Que tipo de investimento é que as novas medidas sanitárias exigiram do sector? Existe um valor estimado?

Ainda não existem números agregados sobre os custos estimados para a indústria. Contudo, é evidente que os investimentos em medidas sanitárias têm sido significativos. Para além destes custos diretos, existem relevantes custos indiretos e é ainda necessário contemplar as consequências destas medidas sanitárias, que provavelmente serão muito mais significativas do que os custos sanitários reais em si. As medidas sanitárias significam que menos pessoas são autorizadas a ir às lojas, aos restaurantes, aos bares e aos centros comerciais. Neste sentido, menos clientes geralmente significa menos vendas, algo que é naturalmente particularmente difícil para o sector de Food&Beverage e para os negócios pequenos e/ou familiares que já estão a ter dificuldades.

 

 

No Reino Unido, estima-se uma diminuição de 30% das rendas para o próximo ano. Serão os centros comerciais obrigados a diminuir as rendas a fim de manter as lojas no local? Em média, qual é a estimativa global para o mercado europeu?

É importante ter presente que os centros comerciais, bem como o restante sector do imobiliário comercial, fazem parte de um ecossistema maior, que inclui lojistas, mas também investidores e os seus acionistas. Por conseguinte, uma diminuição significativa dos rendimentos de arrendamento para os proprietários não tem apenas um impacto negativo para os proprietários. Como disse anteriormente, não será financeiramente possível para a nossa indústria assumir todo o fardo e custo que esta crise terá para os nossos lojistas. Isto não só teria efeitos altamente prejudiciais para todo o sector, como para os nossos arrendatários e as comunidades em que operamos: representa um risco real de um “efeito dominó” como o que se verificou na crise financeira global de 2007/08, se o stress do nosso sector for transferido para o sector bancário.

Que tipo de impacto poderá esta situação ter no valor dos ativos? Tornar-se-ão os centros comerciais menos atraentes para investir?

Assistimos recentemente a uma reavaliação muito exagerada dos grandes REIT cotados, que perderam 50% ou mais do seu valor na bolsa só em março, embora não tenham perdido 50% do seu rendimento durante o mesmo período. Muitos ainda possuem ativos fantásticos e com bom desempenho e, de facto, podem ter-se tornado mais atrativos para investir no próximo período.

Como é que a indústria está a lidar com esta potencial perda?

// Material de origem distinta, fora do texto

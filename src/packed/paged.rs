use serde::{Deserialize, Serialize};

use super::{last_page_at_most, traits::*, vector::PackedIntVec};

/// Pages are split once they grow past this many elements.
const PAGE_SIZE: usize = 1024;

/// A dynamic integer vector stored as a list of `PackedIntVec` pages.
///
/// Each page is packed to the width of its own widest element, and
/// `starts` holds the index of the first element of each page. An
/// insertion or removal shifts the elements of a single page, then
/// moves the starts of the pages after it.
///
/// Every page but a lone first page is nonempty, so an index is found
/// with a binary search over `starts`.
#[derive(Debug, Clone, Serialize, Deserialize)]
#[serde(from = "Vec<u64>", into = "Vec<u64>")]
pub struct PagedIntVec {
    pages: Vec<PackedIntVec>,
    starts: Vec<usize>,
    num_entries: usize,
}

crate::impl_space_usage!(PagedIntVec, [pages, starts]);

impl Default for PagedIntVec {
    fn default() -> Self {
        PagedIntVec {
            pages: vec![PackedIntVec::new()],
            starts: vec![0],
            num_entries: 0,
        }
    }
}

impl PartialEq for PagedIntVec {
    #[inline]
    fn eq(&self, other: &PagedIntVec) -> bool {
        self.num_entries == other.num_entries && self.iter().eq(other.iter())
    }
}

impl Eq for PagedIntVec {}

impl PagedIntVec {
    pub fn new() -> Self {
        Default::default()
    }

    #[inline]
    pub fn page_count(&self) -> usize {
        self.pages.len()
    }

    /// The page holding `index`, and the offset of `index` in it. An
    /// index one past the end is placed at the end of the last page.
    #[inline]
    fn locate(&self, index: usize) -> (usize, usize) {
        let page = last_page_at_most(self.pages.len(), index, |p| self.starts[p]);
        (page, index - self.starts[page])
    }

    #[inline]
    fn shift_starts(&mut self, after: usize, grow: bool, count: usize) {
        for start in self.starts[after + 1..].iter_mut() {
            if grow {
                *start += count;
            } else {
                *start -= count;
            }
        }
    }

    /// Break an oversized page into evenly filled pages of at most half
    /// the page size.
    fn split(&mut self, page: usize) {
        let values: Vec<u64> = std::mem::take(&mut self.pages[page]).into();
        let start = self.starts[page];

        let parts = (values.len() + PAGE_SIZE / 2 - 1) / (PAGE_SIZE / 2);
        let size = (values.len() + parts - 1) / parts;
        let chunks = values.chunks(size);
        let new_starts = (0..chunks.len())
            .map(|ix| start + ix * size)
            .collect::<Vec<_>>();
        let new_pages = chunks
            .map(|chunk| chunk.iter().copied().collect::<PackedIntVec>())
            .collect::<Vec<_>>();

        self.pages.splice(page..=page, new_pages);
        self.starts.splice(page..=page, new_starts);
    }

    /// Drop `page` if it is empty and not the only page.
    fn drop_if_empty(&mut self, page: usize) {
        if self.pages[page].is_empty() && self.pages.len() > 1 {
            self.pages.remove(page);
            self.starts.remove(page);
        }
    }

    pub fn iter(&self) -> Iter<'_> {
        self.iter_slice(0, self.num_entries)
    }

    /// Iterate over the `length` elements starting at `offset`.
    pub fn iter_slice(&self, offset: usize, length: usize) -> Iter<'_> {
        assert!(offset + length <= self.num_entries);
        Iter {
            vec: self,
            front: self.locate(offset),
            back: self.locate(offset + length),
            remaining: length,
        }
    }
}

impl PackedCollection for PagedIntVec {
    #[inline]
    fn len(&self) -> usize {
        self.num_entries
    }

    #[inline]
    fn clear(&mut self) {
        *self = Self::default();
    }

    #[inline]
    fn set(&mut self, index: usize, value: u64) {
        assert!(index < self.num_entries);
        let (page, offset) = self.locate(index);
        self.pages[page].set(offset, value);
    }

    #[inline]
    fn get(&self, index: usize) -> u64 {
        assert!(index < self.num_entries);
        let (page, offset) = self.locate(index);
        self.pages[page].get(offset)
    }

    #[inline]
    fn append(&mut self, value: u64) {
        self.insert(self.num_entries, value);
    }

    #[inline]
    fn pop(&mut self) {
        if let Some(last) = self.num_entries.checked_sub(1) {
            self.remove(last);
        }
    }
}

impl DynamicCollection for PagedIntVec {
    fn insert(&mut self, index: usize, value: u64) {
        assert!(index <= self.num_entries);
        let (page, offset) = self.locate(index);
        self.pages[page].insert(offset, value);
        self.shift_starts(page, true, 1);
        self.num_entries += 1;

        if self.pages[page].len() > PAGE_SIZE {
            self.split(page);
        }
    }

    fn remove(&mut self, index: usize) -> u64 {
        assert!(index < self.num_entries);
        let (page, offset) = self.locate(index);
        let value = self.pages[page].remove(offset);
        self.shift_starts(page, false, 1);
        self.num_entries -= 1;
        self.drop_if_empty(page);
        value
    }

    fn insert_slice(&mut self, index: usize, values: &[u64]) {
        assert!(index <= self.num_entries);
        if values.is_empty() {
            return;
        }
        let (page, offset) = self.locate(index);
        self.pages[page].insert_slice(offset, values);
        self.shift_starts(page, true, values.len());
        self.num_entries += values.len();

        if self.pages[page].len() > PAGE_SIZE {
            self.split(page);
        }
    }

    fn remove_range(&mut self, index: usize, count: usize) -> Vec<u64> {
        assert!(index + count <= self.num_entries);
        let mut removed = Vec::with_capacity(count);
        while removed.len() < count {
            let (page, offset) = self.locate(index);
            let take = (count - removed.len()).min(self.pages[page].len() - offset);
            removed.extend(self.pages[page].remove_range(offset, take));
            self.shift_starts(page, false, take);
            self.num_entries -= take;
            self.drop_if_empty(page);
        }
        removed
    }
}

/// Iterator over a range of a `PagedIntVec`, from either end.
///
/// `front` and `back` are (page, offset) positions; `back` is
/// exclusive.
pub struct Iter<'a> {
    vec: &'a PagedIntVec,
    front: (usize, usize),
    back: (usize, usize),
    remaining: usize,
}

impl<'a> Iterator for Iter<'a> {
    type Item = u64;

    #[inline]
    fn next(&mut self) -> Option<u64> {
        if self.remaining == 0 {
            return None;
        }
        let (mut page, mut offset) = self.front;
        while offset >= self.vec.pages[page].len() {
            page += 1;
            offset = 0;
        }
        let item = self.vec.pages[page].get(offset);
        self.front = (page, offset + 1);
        self.remaining -= 1;
        Some(item)
    }

    #[inline]
    fn size_hint(&self) -> (usize, Option<usize>) {
        (self.remaining, Some(self.remaining))
    }
}

impl<'a> DoubleEndedIterator for Iter<'a> {
    #[inline]
    fn next_back(&mut self) -> Option<u64> {
        if self.remaining == 0 {
            return None;
        }
        let (mut page, mut offset) = self.back;
        while offset == 0 {
            page -= 1;
            offset = self.vec.pages[page].len();
        }
        offset -= 1;
        let item = self.vec.pages[page].get(offset);
        self.back = (page, offset);
        self.remaining -= 1;
        Some(item)
    }
}

impl<'a> ExactSizeIterator for Iter<'a> {}

impl std::iter::FromIterator<u64> for PagedIntVec {
    fn from_iter<I: IntoIterator<Item = u64>>(iter: I) -> Self {
        let mut paged = PagedIntVec::new();
        iter.into_iter().for_each(|v| paged.append(v));
        paged
    }
}

impl From<Vec<u64>> for PagedIntVec {
    fn from(vector: Vec<u64>) -> Self {
        vector.into_iter().collect()
    }
}

impl From<PagedIntVec> for Vec<u64> {
    fn from(paged: PagedIntVec) -> Self {
        paged.iter().collect()
    }
}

O impacto é diferente em cada país e é demasiado cedo para dizer e/ou facultar estimativas deste tipo para o próximo ano, particularmente a um nível/escala europeia.

Quais são os principais desafios a superar em 2020 e quais são, na sua opinião, os desafios previstos para os próximos anos?

A palavra mais importante aqui é "partilha", pois é evidente que simplesmente não podemos assumir sozinhos todo o fardo. Isto significa que temos de continuar a colaborar com os nossos lojistas, investidores e com as nossas autoridades a fim de encontrarmos soluções equilibradas e também para garantir que o nosso sector possa beneficiar de quaisquer medidas de apoio implementadas s nível regional, nacional e europeu.

Não é segredo que a atual crise tem lugar num momento em que a indústria retalhista já enfrenta enormes desafios, nomeadamente devido ao contínuo aumento do comércio eletrónico e à mudança de hábitos de consumo. Confrontado com estes novos paradigmas, o nosso sector já investiu significativamente para converter ou reestruturar espaços puramente comerciais em "centros de utilização mista", acrescentando muitas outras atividades (entretenimento, cultura, serviços de saúde, atividades sociais, instalações desportivas e serviços públicos), para os transformar em verdadeiros "polos de socialização". A crise do Covid-19 poderá acelerar estes desenvolvimentos, e trata, seguramente, novos desafios e oportunidades.